(Collected data)
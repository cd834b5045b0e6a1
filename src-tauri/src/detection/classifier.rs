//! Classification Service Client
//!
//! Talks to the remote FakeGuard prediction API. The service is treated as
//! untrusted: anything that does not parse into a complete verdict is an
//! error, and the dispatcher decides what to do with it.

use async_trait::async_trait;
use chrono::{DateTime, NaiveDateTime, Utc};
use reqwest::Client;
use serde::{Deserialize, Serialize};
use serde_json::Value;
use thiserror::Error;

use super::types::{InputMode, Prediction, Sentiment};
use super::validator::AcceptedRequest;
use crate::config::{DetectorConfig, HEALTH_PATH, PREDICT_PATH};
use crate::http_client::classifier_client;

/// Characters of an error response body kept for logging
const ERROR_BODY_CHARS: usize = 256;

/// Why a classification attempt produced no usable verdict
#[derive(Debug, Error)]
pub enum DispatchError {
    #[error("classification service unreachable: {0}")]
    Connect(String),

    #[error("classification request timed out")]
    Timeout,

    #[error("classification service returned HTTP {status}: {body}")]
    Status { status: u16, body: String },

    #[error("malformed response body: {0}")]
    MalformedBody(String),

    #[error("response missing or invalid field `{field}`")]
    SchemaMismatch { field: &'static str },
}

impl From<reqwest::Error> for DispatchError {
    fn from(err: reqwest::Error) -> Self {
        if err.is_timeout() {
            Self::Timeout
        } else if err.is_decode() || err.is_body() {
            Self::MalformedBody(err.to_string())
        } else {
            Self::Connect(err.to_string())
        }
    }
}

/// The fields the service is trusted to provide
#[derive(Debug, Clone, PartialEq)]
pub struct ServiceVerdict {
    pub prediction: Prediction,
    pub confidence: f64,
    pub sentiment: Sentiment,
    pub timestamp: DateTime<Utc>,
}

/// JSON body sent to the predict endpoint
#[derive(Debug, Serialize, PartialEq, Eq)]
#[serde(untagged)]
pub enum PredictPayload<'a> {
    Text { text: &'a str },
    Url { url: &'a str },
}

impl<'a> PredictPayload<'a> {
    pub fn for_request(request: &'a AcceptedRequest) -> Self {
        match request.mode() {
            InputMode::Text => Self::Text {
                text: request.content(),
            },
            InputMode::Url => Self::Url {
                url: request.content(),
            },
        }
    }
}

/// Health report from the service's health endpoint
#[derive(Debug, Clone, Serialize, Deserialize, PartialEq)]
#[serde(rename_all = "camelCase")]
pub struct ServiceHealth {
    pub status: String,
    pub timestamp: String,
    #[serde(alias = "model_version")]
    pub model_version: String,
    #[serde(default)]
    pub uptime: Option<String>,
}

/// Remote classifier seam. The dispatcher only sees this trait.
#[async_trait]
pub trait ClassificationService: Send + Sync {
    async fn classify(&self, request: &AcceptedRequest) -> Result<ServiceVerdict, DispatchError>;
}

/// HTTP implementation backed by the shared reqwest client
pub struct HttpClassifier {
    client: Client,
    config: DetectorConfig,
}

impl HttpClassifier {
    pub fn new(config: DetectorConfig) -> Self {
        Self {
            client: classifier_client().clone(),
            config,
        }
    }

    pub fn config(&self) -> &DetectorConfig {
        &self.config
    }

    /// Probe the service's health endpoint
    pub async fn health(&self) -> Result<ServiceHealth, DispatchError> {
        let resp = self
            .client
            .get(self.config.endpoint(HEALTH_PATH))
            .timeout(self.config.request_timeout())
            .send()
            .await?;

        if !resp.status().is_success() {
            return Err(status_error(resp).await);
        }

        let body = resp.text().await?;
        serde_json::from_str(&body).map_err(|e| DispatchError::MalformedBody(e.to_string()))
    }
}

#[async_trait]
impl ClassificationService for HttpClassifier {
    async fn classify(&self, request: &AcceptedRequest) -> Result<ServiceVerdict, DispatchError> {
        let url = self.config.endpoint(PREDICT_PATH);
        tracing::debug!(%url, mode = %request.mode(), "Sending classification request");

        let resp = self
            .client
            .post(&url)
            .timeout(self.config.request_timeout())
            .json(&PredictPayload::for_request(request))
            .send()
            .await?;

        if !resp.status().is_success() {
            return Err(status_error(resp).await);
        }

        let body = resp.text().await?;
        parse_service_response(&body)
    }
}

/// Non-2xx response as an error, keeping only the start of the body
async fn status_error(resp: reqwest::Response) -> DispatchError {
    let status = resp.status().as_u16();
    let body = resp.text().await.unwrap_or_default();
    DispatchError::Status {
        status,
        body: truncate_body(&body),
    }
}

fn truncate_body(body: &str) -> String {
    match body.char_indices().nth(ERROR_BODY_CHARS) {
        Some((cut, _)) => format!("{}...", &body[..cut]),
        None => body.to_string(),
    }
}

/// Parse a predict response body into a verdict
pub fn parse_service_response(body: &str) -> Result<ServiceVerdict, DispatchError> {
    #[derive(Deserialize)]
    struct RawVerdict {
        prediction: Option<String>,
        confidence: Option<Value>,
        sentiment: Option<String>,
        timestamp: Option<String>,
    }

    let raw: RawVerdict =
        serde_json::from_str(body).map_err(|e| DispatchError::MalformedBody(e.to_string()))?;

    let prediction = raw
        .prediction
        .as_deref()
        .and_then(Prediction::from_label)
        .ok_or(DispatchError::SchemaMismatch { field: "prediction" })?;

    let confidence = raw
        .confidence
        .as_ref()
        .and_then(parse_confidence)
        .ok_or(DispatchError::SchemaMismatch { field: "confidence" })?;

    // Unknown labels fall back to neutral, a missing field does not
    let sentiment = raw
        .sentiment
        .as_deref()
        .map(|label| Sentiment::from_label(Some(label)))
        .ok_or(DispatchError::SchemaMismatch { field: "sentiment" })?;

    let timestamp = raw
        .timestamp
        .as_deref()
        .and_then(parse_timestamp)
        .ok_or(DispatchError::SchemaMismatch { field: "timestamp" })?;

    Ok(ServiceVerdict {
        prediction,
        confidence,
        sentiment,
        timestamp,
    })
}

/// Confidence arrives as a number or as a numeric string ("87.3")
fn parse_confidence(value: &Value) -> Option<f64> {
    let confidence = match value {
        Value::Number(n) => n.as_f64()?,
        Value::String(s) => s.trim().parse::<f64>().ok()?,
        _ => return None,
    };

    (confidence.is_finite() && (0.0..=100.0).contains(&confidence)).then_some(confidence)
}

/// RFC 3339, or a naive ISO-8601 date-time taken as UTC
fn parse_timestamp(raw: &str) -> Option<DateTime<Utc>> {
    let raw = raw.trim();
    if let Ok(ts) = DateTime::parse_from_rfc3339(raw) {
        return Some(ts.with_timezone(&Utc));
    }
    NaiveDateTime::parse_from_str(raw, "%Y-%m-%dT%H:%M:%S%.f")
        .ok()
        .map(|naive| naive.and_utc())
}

## What the task requires
Each line above where the word "config" occurs should be copied out.

## Completed task
use crate::config::{DetectorConfig, HEALTH_PATH, PREDICT_PATH};
    config: DetectorConfig,
    pub fn new(config: DetectorConfig) -> Self {
            config,
    pub fn config(&self) -> &DetectorConfig {
        &self.config
            .get(self.config.endpoint(HEALTH_PATH))
            .timeout(self.config.request_timeout())
        let url = self.config.endpoint(PREDICT_PATH);
            .timeout(self.config.request_timeout())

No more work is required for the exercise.